#### WHAT YOU HAVE TO DO:
Below are some records. Return exactly the lines from the one containing "a colour command" through the one containing "status)| match status", both included, and only those.

(DATA FOR THIS TASK Opens)

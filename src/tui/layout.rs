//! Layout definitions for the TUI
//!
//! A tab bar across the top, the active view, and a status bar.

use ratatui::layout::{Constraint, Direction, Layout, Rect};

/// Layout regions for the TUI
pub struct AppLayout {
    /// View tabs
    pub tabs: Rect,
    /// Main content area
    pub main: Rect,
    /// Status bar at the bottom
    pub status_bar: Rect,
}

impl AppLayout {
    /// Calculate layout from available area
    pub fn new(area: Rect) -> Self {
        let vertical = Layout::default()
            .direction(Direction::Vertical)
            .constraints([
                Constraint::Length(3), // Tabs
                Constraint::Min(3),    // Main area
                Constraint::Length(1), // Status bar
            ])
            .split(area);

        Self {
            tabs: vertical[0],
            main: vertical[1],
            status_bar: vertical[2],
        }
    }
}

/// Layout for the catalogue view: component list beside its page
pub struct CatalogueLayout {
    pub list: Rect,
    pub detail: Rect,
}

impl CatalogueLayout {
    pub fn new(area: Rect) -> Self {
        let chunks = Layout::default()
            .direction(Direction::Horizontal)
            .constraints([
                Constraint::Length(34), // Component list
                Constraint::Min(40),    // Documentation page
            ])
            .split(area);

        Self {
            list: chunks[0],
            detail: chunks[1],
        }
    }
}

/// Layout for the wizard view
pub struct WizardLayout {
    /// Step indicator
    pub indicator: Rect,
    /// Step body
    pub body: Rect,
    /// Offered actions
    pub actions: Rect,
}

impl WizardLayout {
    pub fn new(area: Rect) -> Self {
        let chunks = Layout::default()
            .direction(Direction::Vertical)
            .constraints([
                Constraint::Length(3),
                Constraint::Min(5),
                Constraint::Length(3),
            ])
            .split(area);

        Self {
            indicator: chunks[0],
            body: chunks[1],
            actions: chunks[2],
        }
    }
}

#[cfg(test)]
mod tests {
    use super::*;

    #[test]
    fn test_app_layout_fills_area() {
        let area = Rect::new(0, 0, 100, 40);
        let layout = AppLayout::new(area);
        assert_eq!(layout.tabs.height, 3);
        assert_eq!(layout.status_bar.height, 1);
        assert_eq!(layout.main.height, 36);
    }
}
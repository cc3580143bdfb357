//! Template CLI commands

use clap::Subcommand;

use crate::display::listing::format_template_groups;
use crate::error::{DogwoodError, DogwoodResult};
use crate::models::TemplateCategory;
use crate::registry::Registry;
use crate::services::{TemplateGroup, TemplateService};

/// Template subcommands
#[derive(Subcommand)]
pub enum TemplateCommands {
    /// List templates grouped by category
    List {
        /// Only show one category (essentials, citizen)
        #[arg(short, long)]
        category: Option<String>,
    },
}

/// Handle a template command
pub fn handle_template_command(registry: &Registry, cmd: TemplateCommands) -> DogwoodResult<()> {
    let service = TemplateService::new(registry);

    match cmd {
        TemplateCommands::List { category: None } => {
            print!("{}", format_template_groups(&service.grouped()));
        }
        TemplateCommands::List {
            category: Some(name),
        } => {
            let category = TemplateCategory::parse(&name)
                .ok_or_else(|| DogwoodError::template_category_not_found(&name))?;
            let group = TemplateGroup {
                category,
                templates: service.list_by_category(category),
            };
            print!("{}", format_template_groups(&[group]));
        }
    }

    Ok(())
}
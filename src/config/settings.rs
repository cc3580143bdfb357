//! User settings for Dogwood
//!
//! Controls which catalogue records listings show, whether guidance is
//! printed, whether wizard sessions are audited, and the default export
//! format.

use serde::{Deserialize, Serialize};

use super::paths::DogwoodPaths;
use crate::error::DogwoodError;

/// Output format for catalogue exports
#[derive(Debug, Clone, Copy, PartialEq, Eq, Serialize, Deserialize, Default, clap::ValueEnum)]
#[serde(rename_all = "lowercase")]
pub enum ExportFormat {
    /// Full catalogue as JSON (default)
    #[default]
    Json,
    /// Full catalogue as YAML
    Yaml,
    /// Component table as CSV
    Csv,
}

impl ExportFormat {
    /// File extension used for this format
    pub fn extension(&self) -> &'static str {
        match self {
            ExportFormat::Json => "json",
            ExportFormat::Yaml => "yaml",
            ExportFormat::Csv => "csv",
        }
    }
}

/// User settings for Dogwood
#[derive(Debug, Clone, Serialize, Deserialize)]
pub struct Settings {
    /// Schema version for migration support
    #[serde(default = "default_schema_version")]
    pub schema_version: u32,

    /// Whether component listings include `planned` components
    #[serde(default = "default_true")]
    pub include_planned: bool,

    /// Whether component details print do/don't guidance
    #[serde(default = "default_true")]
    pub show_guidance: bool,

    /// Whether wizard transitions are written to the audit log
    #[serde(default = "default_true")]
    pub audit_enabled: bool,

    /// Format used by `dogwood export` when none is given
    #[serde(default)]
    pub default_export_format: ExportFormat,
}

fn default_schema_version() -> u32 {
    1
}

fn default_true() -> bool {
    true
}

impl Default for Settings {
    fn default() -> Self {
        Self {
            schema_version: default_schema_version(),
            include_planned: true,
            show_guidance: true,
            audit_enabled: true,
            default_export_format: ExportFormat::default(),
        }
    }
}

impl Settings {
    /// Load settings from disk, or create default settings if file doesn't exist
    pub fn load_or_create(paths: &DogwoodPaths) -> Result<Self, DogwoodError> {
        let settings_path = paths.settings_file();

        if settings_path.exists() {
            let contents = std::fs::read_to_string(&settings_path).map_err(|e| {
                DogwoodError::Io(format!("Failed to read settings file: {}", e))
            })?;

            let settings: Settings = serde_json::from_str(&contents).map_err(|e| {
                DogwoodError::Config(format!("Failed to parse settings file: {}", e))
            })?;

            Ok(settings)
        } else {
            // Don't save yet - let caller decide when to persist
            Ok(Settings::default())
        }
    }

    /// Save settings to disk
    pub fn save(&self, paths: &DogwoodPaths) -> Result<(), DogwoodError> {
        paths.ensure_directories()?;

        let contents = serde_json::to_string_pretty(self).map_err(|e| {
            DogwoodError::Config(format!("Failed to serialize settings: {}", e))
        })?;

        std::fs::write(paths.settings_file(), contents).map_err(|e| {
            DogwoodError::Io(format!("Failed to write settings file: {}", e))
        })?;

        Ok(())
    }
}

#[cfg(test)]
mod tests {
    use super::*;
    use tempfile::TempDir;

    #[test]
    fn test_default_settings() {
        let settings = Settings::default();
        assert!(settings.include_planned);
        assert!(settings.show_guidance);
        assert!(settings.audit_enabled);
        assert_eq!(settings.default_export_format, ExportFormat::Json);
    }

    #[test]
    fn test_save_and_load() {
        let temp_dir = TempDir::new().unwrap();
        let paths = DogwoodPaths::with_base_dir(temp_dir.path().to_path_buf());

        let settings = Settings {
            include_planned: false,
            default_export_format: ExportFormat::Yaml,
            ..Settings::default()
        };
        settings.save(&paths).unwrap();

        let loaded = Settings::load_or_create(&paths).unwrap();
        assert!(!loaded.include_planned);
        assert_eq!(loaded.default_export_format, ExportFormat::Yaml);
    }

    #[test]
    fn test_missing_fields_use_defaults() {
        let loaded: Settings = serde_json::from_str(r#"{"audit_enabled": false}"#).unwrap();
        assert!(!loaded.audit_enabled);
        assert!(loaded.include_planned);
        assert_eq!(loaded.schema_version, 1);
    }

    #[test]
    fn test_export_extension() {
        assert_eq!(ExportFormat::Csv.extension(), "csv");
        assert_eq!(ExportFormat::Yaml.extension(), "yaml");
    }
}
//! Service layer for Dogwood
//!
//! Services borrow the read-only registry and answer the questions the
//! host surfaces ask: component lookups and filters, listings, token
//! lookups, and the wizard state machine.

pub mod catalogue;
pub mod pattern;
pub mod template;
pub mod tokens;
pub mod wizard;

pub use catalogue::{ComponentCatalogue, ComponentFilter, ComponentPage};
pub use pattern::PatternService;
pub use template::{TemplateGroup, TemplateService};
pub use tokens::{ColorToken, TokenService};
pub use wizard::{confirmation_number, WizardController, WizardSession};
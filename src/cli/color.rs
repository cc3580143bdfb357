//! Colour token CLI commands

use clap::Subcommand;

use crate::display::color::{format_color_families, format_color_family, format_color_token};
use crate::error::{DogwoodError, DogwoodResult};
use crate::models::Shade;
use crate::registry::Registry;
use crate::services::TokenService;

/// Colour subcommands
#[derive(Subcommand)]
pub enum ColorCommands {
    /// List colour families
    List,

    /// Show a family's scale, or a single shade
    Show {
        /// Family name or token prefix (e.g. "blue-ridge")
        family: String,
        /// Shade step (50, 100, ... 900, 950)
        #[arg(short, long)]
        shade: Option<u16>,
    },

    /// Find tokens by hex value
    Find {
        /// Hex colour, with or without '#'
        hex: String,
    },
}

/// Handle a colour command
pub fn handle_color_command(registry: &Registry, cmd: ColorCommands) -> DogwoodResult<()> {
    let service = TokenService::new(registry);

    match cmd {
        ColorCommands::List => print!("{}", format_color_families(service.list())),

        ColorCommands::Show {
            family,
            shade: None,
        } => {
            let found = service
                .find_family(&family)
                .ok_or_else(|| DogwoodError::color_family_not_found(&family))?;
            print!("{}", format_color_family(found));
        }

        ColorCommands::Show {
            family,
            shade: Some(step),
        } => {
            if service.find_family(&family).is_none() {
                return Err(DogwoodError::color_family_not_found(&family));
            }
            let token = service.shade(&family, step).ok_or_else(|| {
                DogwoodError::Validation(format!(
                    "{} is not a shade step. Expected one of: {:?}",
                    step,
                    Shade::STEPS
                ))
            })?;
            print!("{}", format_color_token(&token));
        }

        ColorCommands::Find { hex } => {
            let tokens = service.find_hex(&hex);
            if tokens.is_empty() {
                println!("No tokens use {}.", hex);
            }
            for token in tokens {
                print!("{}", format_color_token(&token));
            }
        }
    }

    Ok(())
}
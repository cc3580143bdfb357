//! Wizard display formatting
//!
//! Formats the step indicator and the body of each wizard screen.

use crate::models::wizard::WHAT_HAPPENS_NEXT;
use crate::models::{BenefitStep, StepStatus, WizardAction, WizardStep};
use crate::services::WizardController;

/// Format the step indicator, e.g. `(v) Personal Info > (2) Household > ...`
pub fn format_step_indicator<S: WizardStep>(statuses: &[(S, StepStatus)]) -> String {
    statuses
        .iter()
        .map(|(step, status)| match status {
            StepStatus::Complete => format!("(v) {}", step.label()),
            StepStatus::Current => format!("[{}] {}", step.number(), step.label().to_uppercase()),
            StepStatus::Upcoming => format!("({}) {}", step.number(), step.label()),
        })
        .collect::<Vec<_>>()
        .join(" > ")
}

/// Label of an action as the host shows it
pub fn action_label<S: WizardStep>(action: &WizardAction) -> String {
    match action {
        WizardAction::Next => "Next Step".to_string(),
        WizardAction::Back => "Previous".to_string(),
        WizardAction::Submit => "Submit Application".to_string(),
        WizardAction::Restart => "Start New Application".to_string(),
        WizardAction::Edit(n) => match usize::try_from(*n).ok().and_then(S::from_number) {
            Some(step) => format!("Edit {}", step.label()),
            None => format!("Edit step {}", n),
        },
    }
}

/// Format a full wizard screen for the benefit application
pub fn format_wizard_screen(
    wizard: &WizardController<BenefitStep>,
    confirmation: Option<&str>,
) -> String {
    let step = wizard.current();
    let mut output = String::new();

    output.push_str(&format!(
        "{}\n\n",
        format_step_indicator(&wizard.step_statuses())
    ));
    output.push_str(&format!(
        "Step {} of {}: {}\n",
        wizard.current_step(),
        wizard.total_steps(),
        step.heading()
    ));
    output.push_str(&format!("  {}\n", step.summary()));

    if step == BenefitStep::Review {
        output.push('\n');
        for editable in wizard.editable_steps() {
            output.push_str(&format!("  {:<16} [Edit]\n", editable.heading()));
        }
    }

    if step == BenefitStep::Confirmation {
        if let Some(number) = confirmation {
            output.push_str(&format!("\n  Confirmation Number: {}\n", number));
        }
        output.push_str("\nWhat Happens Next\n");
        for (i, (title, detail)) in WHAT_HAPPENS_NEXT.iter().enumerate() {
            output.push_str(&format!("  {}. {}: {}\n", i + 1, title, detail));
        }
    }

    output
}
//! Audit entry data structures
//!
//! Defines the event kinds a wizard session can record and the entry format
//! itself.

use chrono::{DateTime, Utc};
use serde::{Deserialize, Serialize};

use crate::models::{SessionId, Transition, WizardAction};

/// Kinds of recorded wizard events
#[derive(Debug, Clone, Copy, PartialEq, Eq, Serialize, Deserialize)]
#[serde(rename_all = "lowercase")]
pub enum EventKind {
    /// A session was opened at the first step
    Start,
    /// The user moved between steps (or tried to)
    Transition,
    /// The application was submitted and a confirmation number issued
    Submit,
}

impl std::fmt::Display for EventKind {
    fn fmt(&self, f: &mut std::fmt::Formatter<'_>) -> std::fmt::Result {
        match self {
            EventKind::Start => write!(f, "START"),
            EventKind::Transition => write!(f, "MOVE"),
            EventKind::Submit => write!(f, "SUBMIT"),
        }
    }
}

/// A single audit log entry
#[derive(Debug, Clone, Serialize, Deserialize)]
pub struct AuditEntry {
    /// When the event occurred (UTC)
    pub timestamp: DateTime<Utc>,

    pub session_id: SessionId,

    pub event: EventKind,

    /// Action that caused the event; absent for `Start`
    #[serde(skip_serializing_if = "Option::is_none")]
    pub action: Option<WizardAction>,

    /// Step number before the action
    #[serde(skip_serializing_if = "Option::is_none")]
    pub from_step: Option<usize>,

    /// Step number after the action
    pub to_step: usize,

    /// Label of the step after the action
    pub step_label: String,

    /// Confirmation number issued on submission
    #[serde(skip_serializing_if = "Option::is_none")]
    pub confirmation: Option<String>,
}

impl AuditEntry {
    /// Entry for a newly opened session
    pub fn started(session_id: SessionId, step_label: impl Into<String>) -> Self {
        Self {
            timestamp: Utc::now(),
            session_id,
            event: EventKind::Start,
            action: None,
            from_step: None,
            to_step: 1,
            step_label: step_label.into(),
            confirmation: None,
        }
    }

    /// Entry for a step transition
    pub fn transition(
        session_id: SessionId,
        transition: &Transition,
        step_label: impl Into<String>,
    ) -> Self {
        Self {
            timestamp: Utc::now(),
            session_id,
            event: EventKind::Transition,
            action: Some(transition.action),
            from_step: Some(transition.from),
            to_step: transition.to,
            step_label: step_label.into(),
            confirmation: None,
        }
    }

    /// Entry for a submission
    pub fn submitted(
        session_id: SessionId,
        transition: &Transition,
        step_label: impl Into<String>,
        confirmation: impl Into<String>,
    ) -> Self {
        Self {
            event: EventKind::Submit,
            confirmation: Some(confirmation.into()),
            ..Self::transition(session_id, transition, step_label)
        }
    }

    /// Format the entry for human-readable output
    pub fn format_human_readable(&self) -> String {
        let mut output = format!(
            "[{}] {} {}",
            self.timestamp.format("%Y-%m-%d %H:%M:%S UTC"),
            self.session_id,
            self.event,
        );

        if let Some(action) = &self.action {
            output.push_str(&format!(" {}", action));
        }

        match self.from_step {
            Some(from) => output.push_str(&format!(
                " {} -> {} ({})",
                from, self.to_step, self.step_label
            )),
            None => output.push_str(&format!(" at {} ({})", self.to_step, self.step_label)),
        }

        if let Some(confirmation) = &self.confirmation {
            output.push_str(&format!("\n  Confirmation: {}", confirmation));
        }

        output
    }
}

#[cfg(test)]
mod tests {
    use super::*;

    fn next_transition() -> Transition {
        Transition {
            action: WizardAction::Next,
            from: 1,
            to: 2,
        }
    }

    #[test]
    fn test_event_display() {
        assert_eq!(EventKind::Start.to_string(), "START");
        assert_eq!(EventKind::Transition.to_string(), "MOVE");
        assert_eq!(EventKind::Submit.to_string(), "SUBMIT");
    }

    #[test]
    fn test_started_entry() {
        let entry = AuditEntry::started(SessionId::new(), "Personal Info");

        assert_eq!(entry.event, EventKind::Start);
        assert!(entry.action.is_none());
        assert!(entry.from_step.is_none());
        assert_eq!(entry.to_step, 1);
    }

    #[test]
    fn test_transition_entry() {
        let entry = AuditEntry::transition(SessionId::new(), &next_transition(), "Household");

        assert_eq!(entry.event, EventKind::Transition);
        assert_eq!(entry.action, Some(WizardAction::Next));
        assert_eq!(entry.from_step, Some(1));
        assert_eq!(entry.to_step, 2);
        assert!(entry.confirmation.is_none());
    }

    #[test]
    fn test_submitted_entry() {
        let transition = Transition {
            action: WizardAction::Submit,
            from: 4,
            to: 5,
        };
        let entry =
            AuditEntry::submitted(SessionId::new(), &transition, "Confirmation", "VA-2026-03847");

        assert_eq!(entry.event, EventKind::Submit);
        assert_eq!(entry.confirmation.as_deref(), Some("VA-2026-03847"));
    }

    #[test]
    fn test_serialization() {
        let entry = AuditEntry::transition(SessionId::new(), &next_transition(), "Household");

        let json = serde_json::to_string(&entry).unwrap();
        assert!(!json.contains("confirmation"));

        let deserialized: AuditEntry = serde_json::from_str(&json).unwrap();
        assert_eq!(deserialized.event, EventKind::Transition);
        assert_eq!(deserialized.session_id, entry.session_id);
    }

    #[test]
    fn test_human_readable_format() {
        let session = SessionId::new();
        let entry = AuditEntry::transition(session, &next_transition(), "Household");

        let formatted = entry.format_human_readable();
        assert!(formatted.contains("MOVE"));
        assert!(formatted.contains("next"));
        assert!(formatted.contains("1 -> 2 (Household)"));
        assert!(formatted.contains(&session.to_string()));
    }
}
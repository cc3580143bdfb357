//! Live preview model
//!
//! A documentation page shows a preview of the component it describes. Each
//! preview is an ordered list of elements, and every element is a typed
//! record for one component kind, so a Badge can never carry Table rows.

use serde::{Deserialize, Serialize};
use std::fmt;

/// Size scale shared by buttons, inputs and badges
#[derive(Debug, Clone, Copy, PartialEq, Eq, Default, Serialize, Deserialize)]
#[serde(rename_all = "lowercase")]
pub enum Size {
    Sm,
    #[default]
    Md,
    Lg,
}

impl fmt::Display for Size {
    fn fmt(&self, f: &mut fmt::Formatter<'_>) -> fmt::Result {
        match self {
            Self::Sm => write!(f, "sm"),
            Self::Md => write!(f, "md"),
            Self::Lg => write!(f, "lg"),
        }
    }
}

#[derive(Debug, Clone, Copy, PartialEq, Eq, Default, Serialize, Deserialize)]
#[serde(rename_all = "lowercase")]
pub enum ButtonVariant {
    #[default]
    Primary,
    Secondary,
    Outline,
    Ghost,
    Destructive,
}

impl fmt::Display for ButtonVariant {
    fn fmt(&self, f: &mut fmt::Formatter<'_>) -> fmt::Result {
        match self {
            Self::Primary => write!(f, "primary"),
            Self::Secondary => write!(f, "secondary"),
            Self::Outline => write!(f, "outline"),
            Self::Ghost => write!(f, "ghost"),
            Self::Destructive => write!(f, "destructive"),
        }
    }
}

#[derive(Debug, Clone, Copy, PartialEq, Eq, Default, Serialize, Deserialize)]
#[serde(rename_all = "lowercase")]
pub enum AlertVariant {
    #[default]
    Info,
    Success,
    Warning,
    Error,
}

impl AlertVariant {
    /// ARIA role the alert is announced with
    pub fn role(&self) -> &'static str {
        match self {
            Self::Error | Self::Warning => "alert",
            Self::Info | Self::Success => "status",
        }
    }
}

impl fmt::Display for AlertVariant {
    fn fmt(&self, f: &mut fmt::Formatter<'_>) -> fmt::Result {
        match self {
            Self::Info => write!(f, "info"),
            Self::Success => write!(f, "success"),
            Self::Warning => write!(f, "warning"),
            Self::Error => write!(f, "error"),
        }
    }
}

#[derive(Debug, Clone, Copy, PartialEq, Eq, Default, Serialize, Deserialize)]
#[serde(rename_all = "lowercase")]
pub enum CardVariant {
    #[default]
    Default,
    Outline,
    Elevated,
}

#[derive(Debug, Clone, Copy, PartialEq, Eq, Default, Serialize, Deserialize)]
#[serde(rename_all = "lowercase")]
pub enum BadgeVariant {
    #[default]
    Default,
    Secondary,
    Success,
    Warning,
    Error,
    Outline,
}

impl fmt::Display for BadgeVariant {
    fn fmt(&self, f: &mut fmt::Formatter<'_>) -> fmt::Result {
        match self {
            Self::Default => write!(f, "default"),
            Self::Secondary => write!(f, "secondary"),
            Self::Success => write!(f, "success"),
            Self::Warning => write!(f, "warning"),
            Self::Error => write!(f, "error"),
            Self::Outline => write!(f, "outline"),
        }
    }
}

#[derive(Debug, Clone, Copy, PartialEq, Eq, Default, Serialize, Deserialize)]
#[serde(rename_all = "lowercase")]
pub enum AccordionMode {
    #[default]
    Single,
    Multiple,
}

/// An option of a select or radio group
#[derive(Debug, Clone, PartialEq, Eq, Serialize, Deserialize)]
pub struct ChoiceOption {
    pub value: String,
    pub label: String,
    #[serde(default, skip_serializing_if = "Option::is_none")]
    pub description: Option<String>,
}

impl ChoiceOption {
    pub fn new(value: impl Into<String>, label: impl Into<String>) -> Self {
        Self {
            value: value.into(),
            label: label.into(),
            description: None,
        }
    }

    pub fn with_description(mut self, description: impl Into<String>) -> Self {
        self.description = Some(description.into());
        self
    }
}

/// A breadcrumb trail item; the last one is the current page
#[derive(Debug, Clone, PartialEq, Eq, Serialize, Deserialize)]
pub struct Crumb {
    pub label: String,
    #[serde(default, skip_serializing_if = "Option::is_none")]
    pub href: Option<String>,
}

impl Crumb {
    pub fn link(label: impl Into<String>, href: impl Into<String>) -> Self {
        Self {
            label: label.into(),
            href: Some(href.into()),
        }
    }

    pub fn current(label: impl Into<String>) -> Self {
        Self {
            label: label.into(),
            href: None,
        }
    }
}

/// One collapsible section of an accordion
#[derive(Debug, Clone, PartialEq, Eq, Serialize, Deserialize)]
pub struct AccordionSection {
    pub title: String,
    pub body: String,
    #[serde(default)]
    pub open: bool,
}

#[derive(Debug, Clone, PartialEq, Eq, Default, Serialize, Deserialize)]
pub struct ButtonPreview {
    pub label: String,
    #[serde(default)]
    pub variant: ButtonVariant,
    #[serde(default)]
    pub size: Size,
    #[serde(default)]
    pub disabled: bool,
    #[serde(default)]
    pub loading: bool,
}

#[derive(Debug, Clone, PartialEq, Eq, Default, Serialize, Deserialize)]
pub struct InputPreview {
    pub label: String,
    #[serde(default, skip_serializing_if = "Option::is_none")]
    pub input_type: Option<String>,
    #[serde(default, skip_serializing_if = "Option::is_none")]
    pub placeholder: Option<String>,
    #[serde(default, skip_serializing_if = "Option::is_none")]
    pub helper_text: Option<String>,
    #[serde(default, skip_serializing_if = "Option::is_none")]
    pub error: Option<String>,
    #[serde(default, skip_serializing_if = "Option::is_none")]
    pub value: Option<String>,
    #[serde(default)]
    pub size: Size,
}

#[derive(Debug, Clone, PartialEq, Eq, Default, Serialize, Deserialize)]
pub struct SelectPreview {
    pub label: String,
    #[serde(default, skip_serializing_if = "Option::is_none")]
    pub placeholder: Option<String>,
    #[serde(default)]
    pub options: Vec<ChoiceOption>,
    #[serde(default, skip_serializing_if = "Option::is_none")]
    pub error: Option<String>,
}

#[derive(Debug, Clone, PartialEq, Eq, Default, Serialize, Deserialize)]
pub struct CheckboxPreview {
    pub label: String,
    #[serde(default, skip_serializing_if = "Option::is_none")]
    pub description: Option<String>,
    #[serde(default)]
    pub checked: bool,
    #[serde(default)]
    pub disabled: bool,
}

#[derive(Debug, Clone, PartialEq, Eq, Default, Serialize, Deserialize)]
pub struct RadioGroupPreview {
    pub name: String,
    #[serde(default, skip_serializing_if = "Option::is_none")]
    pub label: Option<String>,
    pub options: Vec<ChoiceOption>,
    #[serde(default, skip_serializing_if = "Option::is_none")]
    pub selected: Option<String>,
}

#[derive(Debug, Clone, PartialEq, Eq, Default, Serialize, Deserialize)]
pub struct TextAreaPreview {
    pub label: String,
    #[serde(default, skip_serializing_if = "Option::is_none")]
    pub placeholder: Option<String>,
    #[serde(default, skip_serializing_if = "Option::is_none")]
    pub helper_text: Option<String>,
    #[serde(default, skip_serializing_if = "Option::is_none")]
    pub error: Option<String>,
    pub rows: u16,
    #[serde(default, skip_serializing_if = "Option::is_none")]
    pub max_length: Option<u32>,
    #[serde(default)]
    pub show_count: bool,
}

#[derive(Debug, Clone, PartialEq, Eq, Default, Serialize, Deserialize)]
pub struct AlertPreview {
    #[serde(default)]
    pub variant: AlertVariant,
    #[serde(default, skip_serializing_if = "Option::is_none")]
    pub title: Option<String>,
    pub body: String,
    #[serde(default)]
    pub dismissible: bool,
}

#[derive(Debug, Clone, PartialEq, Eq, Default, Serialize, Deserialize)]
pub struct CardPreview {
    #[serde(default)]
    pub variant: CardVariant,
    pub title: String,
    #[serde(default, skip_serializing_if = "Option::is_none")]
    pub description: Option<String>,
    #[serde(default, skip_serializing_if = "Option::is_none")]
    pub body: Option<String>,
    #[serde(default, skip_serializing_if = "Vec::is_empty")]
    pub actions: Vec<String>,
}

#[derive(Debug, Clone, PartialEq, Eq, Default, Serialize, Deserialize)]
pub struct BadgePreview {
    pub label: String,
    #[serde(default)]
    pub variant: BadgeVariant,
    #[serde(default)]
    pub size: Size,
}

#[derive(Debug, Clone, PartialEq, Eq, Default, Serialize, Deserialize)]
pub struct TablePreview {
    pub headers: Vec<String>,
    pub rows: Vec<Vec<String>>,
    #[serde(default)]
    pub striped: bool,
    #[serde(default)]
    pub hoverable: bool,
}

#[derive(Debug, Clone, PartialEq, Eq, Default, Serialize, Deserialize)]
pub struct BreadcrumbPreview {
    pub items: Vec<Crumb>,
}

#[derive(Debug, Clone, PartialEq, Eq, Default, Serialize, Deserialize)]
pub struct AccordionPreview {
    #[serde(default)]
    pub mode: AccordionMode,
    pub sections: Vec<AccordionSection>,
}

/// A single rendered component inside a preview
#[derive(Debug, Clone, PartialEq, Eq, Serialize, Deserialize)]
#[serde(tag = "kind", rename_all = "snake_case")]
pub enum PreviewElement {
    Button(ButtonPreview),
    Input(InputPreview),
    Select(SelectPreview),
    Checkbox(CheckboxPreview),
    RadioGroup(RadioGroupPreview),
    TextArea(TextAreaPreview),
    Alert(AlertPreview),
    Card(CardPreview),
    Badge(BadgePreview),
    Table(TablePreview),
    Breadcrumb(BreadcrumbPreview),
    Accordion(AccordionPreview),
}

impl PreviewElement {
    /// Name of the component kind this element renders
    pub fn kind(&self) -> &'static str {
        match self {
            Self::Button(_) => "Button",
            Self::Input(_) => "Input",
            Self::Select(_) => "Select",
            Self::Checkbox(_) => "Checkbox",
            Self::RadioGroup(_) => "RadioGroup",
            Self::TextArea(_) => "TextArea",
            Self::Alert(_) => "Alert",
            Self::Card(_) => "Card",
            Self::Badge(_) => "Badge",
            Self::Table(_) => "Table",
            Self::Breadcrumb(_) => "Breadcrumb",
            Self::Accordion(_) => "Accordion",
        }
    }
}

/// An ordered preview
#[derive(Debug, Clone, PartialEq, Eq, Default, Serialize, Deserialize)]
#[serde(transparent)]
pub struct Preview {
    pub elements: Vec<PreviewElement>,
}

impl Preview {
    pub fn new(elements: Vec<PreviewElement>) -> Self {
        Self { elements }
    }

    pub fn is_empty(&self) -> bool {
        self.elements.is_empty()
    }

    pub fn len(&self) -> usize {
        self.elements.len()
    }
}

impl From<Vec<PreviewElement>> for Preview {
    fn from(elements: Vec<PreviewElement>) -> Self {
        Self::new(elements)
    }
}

(DATA FOR THIS TASK Closes)

#### TASK ANSWER:
/// Handle a colour command
pub fn handle_color_command(registry: &Registry, cmd: ColorCommands) -> DogwoodResult<()> {
    let service = TokenService::new(registry);

    match cmd {
        ColorCommands::List => print!("{}", format_color_families(service.list())),

        ColorCommands::Show {
            family,
            shade: None,
        } => {
            let found = service
                .find_family(&family)
                .ok_or_else(|| DogwoodError::color_family_not_found(&family))?;
            print!("{}", format_color_family(found));
        }

        ColorCommands::Show {
            family,
            shade: Some(step),
        } => {
            if service.find_family(&family).is_none() {
                return Err(DogwoodError::color_family_not_found(&family));
            }
            let token = service.shade(&family, step).ok_or_else(|| {
                DogwoodError::Validation(format!(
                    "{} is not a shade step. Expected one of: {:?}",
                    step,
                    Shade::STEPS
                ))
            })?;
            print!("{}", format_color_token(&token));
        }

        ColorCommands::Find { hex } => {
            let tokens = service.find_hex(&hex);
            if tokens.is_empty() {
                println!("No tokens use {}.", hex);
            }
            for token in tokens {
                print!("{}", format_color_token(&token));
            }
        }
    }

    Ok(())
}
repository cc3580143bdfb357
//! Wizard display formatting
//!
//! Formats the step indicator and the body of each wizard screen.

use crate::models::wizard::WHAT_HAPPENS_NEXT;
use crate::models::{BenefitStep, StepStatus, WizardAction, WizardStep};
use crate::services::WizardController;

/// Format the step indicator, e.g. `(v) Personal Info > (2) Household > ...`
pub fn format_step_indicator<S: WizardStep>(statuses: &[(S, StepStatus)]) -> String {
    statuses
        .iter()
        .map(|(step, status)| match status {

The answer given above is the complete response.